(Beginning of Data for this exercise)

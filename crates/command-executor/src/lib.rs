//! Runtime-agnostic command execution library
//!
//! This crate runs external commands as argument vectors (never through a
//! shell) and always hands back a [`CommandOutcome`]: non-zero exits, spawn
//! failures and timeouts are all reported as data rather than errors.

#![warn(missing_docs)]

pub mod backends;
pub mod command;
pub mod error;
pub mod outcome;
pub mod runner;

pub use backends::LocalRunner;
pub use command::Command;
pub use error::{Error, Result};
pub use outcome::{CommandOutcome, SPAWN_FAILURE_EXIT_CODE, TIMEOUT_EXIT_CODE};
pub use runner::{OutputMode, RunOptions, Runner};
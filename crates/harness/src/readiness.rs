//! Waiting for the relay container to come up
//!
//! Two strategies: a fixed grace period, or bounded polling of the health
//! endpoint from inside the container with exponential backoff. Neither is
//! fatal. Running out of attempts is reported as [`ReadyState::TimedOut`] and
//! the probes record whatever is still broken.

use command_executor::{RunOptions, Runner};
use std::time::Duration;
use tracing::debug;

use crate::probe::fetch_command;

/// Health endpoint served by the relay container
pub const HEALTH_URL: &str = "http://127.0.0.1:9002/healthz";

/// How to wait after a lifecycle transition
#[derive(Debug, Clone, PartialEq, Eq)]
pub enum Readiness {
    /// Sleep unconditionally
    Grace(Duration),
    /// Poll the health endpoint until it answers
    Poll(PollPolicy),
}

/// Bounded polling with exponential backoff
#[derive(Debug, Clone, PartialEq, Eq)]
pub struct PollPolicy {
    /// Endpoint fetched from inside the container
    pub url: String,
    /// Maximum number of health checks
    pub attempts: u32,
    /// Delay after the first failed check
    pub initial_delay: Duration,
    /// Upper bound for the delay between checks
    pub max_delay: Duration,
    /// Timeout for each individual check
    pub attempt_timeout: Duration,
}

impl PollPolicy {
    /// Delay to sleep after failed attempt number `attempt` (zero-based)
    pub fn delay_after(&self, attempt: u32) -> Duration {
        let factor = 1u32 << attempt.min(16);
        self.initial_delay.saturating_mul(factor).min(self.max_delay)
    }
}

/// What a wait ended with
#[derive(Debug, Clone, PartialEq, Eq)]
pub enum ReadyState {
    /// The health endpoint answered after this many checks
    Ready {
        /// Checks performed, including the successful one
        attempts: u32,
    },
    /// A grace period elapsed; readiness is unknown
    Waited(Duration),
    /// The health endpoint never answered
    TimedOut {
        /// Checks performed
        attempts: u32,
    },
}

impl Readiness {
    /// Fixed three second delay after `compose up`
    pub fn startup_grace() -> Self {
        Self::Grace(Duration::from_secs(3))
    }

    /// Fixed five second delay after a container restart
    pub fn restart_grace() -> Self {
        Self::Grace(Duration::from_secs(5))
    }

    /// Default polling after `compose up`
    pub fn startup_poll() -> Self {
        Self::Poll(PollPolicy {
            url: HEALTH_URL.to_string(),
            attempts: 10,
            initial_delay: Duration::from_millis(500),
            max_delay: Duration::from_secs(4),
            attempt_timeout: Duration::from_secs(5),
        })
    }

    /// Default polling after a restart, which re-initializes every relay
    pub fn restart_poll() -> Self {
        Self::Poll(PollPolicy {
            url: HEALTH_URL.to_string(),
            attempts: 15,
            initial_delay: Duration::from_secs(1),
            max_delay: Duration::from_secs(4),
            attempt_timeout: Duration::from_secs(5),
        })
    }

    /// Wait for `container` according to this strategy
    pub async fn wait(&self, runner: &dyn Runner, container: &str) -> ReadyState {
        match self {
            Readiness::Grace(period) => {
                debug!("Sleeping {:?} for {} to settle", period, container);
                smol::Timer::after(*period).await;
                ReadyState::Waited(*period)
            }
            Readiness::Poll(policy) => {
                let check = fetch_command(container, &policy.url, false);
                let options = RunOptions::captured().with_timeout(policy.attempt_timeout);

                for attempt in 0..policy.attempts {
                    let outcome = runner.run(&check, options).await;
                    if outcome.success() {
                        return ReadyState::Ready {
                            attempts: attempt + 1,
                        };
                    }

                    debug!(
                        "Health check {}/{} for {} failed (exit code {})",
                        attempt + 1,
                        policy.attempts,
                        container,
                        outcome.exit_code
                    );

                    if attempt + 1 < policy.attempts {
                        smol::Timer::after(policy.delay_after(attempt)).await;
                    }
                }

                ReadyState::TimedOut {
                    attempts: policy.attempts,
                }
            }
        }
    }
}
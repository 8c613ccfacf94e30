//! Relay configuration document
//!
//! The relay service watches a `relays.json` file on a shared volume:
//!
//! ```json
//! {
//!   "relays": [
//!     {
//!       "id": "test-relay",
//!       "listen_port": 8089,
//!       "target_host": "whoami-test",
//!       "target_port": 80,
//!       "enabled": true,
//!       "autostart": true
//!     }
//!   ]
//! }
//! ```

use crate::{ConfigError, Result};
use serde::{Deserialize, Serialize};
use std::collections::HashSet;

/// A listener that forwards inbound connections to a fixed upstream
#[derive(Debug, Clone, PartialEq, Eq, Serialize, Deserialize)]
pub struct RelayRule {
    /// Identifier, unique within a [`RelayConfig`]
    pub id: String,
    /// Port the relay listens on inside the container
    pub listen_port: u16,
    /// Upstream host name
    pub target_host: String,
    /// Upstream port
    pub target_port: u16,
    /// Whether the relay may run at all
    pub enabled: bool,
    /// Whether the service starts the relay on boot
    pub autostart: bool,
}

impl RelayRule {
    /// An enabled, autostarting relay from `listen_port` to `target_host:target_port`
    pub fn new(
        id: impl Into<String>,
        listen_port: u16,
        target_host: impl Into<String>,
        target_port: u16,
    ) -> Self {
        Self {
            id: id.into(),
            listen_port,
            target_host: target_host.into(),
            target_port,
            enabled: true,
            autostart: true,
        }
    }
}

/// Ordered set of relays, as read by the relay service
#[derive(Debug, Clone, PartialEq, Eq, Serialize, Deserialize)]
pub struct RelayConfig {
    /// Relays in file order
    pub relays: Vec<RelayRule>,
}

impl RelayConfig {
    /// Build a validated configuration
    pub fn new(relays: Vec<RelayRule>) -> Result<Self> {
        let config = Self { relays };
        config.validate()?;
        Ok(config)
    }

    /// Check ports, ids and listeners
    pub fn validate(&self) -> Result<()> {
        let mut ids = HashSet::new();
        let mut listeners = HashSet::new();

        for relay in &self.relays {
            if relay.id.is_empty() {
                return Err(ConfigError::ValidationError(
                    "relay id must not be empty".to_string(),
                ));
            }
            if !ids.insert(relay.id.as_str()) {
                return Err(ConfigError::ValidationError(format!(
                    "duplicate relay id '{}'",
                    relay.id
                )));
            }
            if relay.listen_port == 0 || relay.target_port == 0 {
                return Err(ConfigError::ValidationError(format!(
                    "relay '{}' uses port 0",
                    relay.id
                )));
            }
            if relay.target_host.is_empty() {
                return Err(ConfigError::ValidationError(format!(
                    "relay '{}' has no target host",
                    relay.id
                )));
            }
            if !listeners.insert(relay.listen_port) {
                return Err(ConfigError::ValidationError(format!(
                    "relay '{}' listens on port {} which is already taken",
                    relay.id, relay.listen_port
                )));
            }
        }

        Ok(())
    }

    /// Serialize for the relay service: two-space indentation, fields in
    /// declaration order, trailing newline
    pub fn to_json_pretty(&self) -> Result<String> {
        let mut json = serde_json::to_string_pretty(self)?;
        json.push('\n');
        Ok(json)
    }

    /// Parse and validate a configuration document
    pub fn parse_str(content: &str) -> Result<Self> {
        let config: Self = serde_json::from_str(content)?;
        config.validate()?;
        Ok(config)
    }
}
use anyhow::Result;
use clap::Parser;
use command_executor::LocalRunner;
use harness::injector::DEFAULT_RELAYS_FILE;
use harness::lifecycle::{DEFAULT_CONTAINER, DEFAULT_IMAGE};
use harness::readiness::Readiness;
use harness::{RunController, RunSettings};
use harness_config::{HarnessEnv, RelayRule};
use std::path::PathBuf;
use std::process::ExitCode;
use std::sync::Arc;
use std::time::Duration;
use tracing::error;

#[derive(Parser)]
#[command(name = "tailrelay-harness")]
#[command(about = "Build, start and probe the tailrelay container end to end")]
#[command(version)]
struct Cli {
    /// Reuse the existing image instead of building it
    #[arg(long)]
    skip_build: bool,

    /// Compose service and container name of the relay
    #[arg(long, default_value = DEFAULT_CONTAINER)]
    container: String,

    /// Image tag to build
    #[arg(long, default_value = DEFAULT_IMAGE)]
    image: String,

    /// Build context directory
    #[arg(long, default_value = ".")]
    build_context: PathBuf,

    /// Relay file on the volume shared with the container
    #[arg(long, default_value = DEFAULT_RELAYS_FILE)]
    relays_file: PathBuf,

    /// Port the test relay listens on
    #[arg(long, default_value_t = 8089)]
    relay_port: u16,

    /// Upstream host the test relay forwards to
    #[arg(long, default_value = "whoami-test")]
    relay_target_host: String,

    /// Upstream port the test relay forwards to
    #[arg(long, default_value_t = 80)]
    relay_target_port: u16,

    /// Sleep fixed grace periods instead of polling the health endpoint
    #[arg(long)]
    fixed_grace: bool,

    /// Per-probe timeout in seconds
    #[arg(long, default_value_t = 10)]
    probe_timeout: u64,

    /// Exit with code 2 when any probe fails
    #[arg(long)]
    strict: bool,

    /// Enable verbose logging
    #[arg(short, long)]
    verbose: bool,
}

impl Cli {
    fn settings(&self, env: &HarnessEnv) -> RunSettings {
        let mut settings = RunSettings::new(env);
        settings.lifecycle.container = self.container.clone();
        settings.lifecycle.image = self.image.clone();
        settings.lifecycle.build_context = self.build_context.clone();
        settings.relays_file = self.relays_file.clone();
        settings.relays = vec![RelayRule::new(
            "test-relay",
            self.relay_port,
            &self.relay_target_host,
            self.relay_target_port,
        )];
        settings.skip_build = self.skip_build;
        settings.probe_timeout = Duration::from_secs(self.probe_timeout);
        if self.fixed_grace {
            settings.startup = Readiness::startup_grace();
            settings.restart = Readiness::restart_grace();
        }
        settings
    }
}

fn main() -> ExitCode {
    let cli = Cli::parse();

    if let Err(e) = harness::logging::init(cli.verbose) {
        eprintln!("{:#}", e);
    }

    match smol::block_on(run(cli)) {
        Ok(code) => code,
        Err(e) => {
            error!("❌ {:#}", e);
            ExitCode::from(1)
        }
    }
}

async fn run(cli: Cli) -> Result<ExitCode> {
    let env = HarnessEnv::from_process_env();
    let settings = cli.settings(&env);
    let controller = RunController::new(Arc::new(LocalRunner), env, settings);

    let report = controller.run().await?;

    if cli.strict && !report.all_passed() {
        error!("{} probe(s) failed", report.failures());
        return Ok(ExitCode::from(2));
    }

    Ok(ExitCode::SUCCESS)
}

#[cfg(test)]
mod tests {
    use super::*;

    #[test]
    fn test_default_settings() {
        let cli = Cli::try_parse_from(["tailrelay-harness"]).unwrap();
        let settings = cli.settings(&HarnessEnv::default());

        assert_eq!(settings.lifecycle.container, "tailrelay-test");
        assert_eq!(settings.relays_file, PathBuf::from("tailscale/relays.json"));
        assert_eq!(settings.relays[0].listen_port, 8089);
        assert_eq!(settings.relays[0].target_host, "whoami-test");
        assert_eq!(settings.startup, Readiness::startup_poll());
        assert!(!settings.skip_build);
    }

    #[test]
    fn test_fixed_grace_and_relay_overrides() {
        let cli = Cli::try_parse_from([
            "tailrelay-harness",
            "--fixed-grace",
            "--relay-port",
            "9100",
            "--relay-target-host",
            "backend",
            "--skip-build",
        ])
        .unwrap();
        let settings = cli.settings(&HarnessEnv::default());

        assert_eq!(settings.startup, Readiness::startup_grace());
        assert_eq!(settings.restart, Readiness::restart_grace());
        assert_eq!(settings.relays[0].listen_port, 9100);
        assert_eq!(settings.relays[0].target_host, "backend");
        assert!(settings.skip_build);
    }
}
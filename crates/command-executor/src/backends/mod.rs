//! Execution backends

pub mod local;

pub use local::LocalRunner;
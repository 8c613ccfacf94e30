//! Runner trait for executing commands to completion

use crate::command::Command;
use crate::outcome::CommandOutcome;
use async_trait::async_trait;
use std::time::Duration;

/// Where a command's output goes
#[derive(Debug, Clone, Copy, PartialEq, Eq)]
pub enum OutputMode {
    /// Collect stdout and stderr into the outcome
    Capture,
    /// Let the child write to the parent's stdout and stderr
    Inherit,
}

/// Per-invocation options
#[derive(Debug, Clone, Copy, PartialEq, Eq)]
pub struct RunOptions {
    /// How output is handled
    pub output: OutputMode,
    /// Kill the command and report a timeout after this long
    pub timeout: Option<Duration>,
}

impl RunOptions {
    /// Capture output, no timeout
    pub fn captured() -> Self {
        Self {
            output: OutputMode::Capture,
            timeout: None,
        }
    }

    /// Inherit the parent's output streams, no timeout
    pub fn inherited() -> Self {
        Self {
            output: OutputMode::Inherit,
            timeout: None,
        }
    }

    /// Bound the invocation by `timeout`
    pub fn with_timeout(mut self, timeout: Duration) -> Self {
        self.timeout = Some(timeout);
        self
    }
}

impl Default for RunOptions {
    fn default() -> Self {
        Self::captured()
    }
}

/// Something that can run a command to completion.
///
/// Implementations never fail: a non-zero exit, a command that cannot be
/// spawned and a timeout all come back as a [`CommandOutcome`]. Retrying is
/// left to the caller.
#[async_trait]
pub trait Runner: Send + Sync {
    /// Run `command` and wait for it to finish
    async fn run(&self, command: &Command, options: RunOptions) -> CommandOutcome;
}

(End of Data for this exercise)
(Beginning of Data for this exercise)

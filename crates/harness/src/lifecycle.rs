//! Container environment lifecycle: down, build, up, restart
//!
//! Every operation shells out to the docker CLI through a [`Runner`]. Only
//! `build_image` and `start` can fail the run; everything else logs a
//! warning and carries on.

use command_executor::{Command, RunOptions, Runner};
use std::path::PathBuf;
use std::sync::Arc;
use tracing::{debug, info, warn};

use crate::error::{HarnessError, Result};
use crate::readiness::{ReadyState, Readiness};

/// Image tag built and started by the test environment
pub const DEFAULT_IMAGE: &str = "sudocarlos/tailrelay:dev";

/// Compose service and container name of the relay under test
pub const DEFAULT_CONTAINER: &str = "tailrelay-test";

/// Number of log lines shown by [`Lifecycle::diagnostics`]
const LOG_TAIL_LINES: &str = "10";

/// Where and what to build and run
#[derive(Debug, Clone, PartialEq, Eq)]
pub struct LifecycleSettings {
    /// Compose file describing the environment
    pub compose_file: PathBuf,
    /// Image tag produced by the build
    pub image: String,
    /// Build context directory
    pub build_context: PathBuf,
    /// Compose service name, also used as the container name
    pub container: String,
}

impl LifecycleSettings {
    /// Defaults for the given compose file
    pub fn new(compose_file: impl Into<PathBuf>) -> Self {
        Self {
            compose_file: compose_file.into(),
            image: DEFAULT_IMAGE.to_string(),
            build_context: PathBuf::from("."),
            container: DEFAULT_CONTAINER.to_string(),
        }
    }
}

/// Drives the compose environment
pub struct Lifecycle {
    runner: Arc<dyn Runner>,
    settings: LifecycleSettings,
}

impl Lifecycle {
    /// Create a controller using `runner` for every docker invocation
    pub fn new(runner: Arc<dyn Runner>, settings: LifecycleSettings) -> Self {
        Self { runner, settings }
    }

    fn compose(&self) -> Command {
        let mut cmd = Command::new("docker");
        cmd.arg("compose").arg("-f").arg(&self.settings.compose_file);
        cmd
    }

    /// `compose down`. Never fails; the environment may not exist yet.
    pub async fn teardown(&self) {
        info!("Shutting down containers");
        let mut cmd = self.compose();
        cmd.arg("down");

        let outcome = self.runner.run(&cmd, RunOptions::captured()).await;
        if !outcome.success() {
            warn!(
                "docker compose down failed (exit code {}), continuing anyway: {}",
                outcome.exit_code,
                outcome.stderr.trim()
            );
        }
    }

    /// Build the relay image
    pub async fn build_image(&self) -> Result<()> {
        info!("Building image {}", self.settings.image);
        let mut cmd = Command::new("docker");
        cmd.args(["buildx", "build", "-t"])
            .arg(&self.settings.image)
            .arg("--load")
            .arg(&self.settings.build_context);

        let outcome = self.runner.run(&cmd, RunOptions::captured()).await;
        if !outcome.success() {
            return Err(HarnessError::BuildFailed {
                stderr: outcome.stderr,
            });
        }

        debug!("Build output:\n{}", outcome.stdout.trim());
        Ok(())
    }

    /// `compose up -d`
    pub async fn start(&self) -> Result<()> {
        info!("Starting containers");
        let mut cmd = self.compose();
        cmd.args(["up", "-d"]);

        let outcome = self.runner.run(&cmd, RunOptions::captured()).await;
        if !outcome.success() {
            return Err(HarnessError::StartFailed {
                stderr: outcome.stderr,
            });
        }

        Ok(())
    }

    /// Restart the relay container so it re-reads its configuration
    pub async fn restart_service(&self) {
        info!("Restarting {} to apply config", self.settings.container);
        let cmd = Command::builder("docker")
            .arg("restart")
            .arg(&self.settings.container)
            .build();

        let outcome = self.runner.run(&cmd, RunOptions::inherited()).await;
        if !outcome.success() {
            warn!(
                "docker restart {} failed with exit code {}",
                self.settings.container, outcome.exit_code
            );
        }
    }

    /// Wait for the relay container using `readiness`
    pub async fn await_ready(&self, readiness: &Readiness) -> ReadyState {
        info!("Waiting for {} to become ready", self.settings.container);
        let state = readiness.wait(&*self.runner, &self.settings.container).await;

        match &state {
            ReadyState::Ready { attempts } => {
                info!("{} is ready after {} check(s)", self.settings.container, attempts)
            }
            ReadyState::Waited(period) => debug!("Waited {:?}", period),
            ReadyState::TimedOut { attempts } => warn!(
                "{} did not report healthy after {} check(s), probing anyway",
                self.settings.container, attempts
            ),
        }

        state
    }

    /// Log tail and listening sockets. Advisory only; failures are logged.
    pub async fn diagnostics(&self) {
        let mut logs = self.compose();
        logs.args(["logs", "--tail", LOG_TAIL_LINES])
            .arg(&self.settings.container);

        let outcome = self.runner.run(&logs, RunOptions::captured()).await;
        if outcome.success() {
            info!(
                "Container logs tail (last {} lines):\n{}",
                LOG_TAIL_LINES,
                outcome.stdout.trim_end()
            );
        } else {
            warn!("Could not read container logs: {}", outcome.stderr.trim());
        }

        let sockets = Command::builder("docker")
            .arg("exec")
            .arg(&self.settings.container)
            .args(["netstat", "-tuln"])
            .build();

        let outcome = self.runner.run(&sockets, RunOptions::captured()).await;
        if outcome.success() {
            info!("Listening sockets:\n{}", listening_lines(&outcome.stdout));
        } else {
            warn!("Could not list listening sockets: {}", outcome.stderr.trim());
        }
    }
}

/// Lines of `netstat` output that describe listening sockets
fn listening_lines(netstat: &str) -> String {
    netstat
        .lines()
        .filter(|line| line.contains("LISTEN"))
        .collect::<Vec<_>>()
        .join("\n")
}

(End of Data for this exercise)

- **Work item**
Look above for the line holding "let mut json" and the line holding "use harness::injector::DEFAULT_RELAYS_FILE;", then output exactly those two lines and every line between them, nothing more.

- **Solution for this task**
        let mut json = serde_json::to_string_pretty(self)?;
        json.push('\n');
        Ok(json)
    }

    /// Parse and validate a configuration document
    pub fn parse_str(content: &str) -> Result<Self> {
        let config: Self = serde_json::from_str(content)?;
        config.validate()?;
        Ok(config)
    }
}
use anyhow::Result;
use clap::Parser;
use command_executor::LocalRunner;
use harness::injector::DEFAULT_RELAYS_FILE;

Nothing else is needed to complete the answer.